==== Data to process

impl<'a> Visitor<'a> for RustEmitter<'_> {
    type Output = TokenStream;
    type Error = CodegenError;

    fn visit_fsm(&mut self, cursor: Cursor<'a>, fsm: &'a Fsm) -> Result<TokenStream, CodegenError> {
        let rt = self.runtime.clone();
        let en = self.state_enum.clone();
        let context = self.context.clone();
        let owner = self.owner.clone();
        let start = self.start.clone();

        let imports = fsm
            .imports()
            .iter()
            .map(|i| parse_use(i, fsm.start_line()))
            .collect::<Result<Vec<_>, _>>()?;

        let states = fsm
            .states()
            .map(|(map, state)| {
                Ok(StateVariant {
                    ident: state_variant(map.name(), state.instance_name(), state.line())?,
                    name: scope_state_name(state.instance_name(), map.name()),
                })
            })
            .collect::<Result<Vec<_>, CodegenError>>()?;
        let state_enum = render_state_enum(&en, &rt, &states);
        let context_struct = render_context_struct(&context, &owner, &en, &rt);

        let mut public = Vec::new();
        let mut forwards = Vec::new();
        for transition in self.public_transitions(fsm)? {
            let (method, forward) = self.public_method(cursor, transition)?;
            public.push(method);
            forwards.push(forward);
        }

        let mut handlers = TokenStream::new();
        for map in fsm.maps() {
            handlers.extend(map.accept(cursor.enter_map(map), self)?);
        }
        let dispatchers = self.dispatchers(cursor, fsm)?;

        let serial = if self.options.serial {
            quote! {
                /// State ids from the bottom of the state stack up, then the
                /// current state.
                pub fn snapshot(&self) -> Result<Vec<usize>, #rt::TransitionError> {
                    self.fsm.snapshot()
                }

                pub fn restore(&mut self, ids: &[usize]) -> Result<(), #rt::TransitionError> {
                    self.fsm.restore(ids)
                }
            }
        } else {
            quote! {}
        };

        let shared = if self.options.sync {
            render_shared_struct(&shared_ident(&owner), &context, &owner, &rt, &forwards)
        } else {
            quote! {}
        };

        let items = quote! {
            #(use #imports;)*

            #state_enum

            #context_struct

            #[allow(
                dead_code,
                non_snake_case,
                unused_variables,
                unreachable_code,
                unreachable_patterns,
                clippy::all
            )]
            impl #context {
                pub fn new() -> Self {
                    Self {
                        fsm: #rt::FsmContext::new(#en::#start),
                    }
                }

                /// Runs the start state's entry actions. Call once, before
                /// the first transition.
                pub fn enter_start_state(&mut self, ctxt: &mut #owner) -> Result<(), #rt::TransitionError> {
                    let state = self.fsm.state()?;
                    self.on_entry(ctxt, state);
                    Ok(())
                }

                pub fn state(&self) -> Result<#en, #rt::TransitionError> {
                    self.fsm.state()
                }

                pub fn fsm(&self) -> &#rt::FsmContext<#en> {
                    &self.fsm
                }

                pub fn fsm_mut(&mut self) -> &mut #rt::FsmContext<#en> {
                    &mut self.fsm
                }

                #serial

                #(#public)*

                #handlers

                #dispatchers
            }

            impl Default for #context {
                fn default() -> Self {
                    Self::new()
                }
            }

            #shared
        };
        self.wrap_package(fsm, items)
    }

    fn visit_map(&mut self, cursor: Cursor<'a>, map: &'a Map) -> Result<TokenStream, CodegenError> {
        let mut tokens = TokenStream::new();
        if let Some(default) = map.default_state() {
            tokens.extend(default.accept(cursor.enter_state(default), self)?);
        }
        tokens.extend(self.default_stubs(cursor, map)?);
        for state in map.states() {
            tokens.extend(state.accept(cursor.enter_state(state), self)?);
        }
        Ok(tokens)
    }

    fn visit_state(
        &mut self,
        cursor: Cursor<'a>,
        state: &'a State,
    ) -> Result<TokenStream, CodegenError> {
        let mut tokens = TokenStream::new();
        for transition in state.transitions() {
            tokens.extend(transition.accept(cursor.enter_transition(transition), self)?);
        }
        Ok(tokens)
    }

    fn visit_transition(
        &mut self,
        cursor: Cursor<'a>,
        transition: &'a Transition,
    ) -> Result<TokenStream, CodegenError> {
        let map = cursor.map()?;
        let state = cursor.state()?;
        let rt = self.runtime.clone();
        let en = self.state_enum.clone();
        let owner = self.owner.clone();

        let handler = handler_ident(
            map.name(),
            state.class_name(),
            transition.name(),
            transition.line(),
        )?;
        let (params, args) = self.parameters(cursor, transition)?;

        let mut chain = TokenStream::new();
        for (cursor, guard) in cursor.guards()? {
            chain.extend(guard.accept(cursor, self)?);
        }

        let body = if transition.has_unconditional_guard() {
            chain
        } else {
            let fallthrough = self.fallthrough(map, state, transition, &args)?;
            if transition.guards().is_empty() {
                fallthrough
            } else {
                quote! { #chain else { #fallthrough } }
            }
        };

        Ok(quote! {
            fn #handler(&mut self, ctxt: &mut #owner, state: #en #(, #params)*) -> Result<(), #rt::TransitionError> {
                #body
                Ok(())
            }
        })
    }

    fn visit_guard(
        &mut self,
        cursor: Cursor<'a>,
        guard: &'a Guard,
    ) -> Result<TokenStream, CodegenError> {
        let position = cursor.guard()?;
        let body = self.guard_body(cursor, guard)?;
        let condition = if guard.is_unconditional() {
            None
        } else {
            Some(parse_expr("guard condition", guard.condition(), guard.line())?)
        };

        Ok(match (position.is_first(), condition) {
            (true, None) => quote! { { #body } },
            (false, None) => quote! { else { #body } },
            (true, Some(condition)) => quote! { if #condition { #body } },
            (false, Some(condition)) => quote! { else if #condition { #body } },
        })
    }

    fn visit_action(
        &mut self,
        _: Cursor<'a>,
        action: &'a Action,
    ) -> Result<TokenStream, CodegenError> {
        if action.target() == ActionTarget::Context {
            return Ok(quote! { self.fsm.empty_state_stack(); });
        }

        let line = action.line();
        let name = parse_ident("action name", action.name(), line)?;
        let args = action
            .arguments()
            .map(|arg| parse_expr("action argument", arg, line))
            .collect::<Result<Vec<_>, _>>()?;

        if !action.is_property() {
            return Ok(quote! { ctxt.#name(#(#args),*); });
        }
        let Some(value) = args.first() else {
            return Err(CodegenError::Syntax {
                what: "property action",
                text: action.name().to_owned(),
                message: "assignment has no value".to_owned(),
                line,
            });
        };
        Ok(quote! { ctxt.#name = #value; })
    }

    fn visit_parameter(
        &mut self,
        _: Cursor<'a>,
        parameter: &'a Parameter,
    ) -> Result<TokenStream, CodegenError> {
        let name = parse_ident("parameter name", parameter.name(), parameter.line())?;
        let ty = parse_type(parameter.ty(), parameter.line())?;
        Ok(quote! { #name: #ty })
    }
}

========

Line by line, retype the records with no changes.

Result of this task ->
impl<'a> Visitor<'a> for RustEmitter<'_> {
    type Output = TokenStream;
    type Error = CodegenError;

    fn visit_fsm(&mut self, cursor: Cursor<'a>, fsm: &'a Fsm) -> Result<TokenStream, CodegenError> {
        let rt = self.runtime.clone();
        let en = self.state_enum.clone();
        let context = self.context.clone();
        let owner = self.owner.clone();
        let start = self.start.clone();

        let imports = fsm
            .imports()
            .iter()
            .map(|i| parse_use(i, fsm.start_line()))
            .collect::<Result<Vec<_>, _>>()?;

        let states = fsm
            .states()
            .map(|(map, state)| {
                Ok(StateVariant {
                    ident: state_variant(map.name(), state.instance_name(), state.line())?,
                    name: scope_state_name(state.instance_name(), map.name()),
                })
            })
            .collect::<Result<Vec<_>, CodegenError>>()?;
        let state_enum = render_state_enum(&en, &rt, &states);
        let context_struct = render_context_struct(&context, &owner, &en, &rt);

        let mut public = Vec::new();
        let mut forwards = Vec::new();
        for transition in self.public_transitions(fsm)? {
            let (method, forward) = self.public_method(cursor, transition)?;
            public.push(method);
            forwards.push(forward);
        }

        let mut handlers = TokenStream::new();
        for map in fsm.maps() {
            handlers.extend(map.accept(cursor.enter_map(map), self)?);
        }
        let dispatchers = self.dispatchers(cursor, fsm)?;

        let serial = if self.options.serial {
            quote! {
                /// State ids from the bottom of the state stack up, then the
                /// current state.
                pub fn snapshot(&self) -> Result<Vec<usize>, #rt::TransitionError> {
                    self.fsm.snapshot()
                }

                pub fn restore(&mut self, ids: &[usize]) -> Result<(), #rt::TransitionError> {
                    self.fsm.restore(ids)
                }
            }
        } else {
            quote! {}
        };

        let shared = if self.options.sync {
            render_shared_struct(&shared_ident(&owner), &context, &owner, &rt, &forwards)
        } else {
            quote! {}
        };

        let items = quote! {
            #(use #imports;)*

            #state_enum

            #context_struct

            #[allow(
                dead_code,
                non_snake_case,
                unused_variables,
                unreachable_code,
                unreachable_patterns,
                clippy::all
            )]
            impl #context {
                pub fn new() -> Self {
                    Self {
                        fsm: #rt::FsmContext::new(#en::#start),
                    }
                }

                /// Runs the start state's entry actions. Call once, before
                /// the first transition.
                pub fn enter_start_state(&mut self, ctxt: &mut #owner) -> Result<(), #rt::TransitionError> {
                    let state = self.fsm.state()?;
                    self.on_entry(ctxt, state);
                    Ok(())
                }

                pub fn state(&self) -> Result<#en, #rt::TransitionError> {
                    self.fsm.state()
                }

                pub fn fsm(&self) -> &#rt::FsmContext<#en> {
                    &self.fsm
                }

                pub fn fsm_mut(&mut self) -> &mut #rt::FsmContext<#en> {
                    &mut self.fsm
                }

                #serial

                #(#public)*

                #handlers

                #dispatchers
            }

            impl Default for #context {
                fn default() -> Self {
                    Self::new()
                }
            }

            #shared
        };
        self.wrap_package(fsm, items)
    }

    fn visit_map(&mut self, cursor: Cursor<'a>, map: &'a Map) -> Result<TokenStream, CodegenError> {
        let mut tokens = TokenStream::new();
        if let Some(default) = map.default_state() {
            tokens.extend(default.accept(cursor.enter_state(default), self)?);
        }
        tokens.extend(self.default_stubs(cursor, map)?);
        for state in map.states() {
            tokens.extend(state.accept(cursor.enter_state(state), self)?);
        }
        Ok(tokens)
    }

    fn visit_state(
        &mut self,
        cursor: Cursor<'a>,
        state: &'a State,
    ) -> Result<TokenStream, CodegenError> {
        let mut tokens = TokenStream::new();
        for transition in state.transitions() {
            tokens.extend(transition.accept(cursor.enter_transition(transition), self)?);
        }
        Ok(tokens)
    }

    fn visit_transition(
        &mut self,
        cursor: Cursor<'a>,
        transition: &'a Transition,
    ) -> Result<TokenStream, CodegenError> {
        let map = cursor.map()?;
        let state = cursor.state()?;
        let rt = self.runtime.clone();
        let en = self.state_enum.clone();
        let owner = self.owner.clone();

        let handler = handler_ident(
            map.name(),
            state.class_name(),
            transition.name(),
            transition.line(),
        )?;
        let (params, args) = self.parameters(cursor, transition)?;

        let mut chain = TokenStream::new();
        for (cursor, guard) in cursor.guards()? {
            chain.extend(guard.accept(cursor, self)?);
        }

        let body = if transition.has_unconditional_guard() {
            chain
        } else {
            let fallthrough = self.fallthrough(map, state, transition, &args)?;
            if transition.guards().is_empty() {
                fallthrough
            } else {
                quote! { #chain else { #fallthrough } }
            }
        };

        Ok(quote! {
            fn #handler(&mut self, ctxt: &mut #owner, state: #en #(, #params)*) -> Result<(), #rt::TransitionError> {
                #body
                Ok(())
            }
        })
    }

    fn visit_guard(
        &mut self,
        cursor: Cursor<'a>,
        guard: &'a Guard,
    ) -> Result<TokenStream, CodegenError> {
        let position = cursor.guard()?;
        let body = self.guard_body(cursor, guard)?;
        let condition = if guard.is_unconditional() {
            None
        } else {
            Some(parse_expr("guard condition", guard.condition(), guard.line())?)
        };

        Ok(match (position.is_first(), condition) {
            (true, None) => quote! { { #body } },
            (false, None) => quote! { else { #body } },
            (true, Some(condition)) => quote! { if #condition { #body } },
            (false, Some(condition)) => quote! { else if #condition { #body } },
        })
    }

    fn visit_action(
        &mut self,
        _: Cursor<'a>,
        action: &'a Action,
    ) -> Result<TokenStream, CodegenError> {
        if action.target() == ActionTarget::Context {
            return Ok(quote! { self.fsm.empty_state_stack(); });
        }

        let line = action.line();
        let name = parse_ident("action name", action.name(), line)?;
        let args = action
            .arguments()
            .map(|arg| parse_expr("action argument", arg, line))
            .collect::<Result<Vec<_>, _>>()?;

        if !action.is_property() {
            return Ok(quote! { ctxt.#name(#(#args),*); });
        }
        let Some(value) = args.first() else {
            return Err(CodegenError::Syntax {
                what: "property action",
                text: action.name().to_owned(),
                message: "assignment has no value".to_owned(),
                line,
            });
        };
        Ok(quote! { ctxt.#name = #value; })
    }

    fn visit_parameter(
        &mut self,
        _: Cursor<'a>,
        parameter: &'a Parameter,
    ) -> Result<TokenStream, CodegenError> {
        let name = parse_ident("parameter name", parameter.name(), parameter.line())?;
        let ty = parse_type(parameter.ty(), parameter.line())?;
        Ok(quote! { #name: #ty })
    }
}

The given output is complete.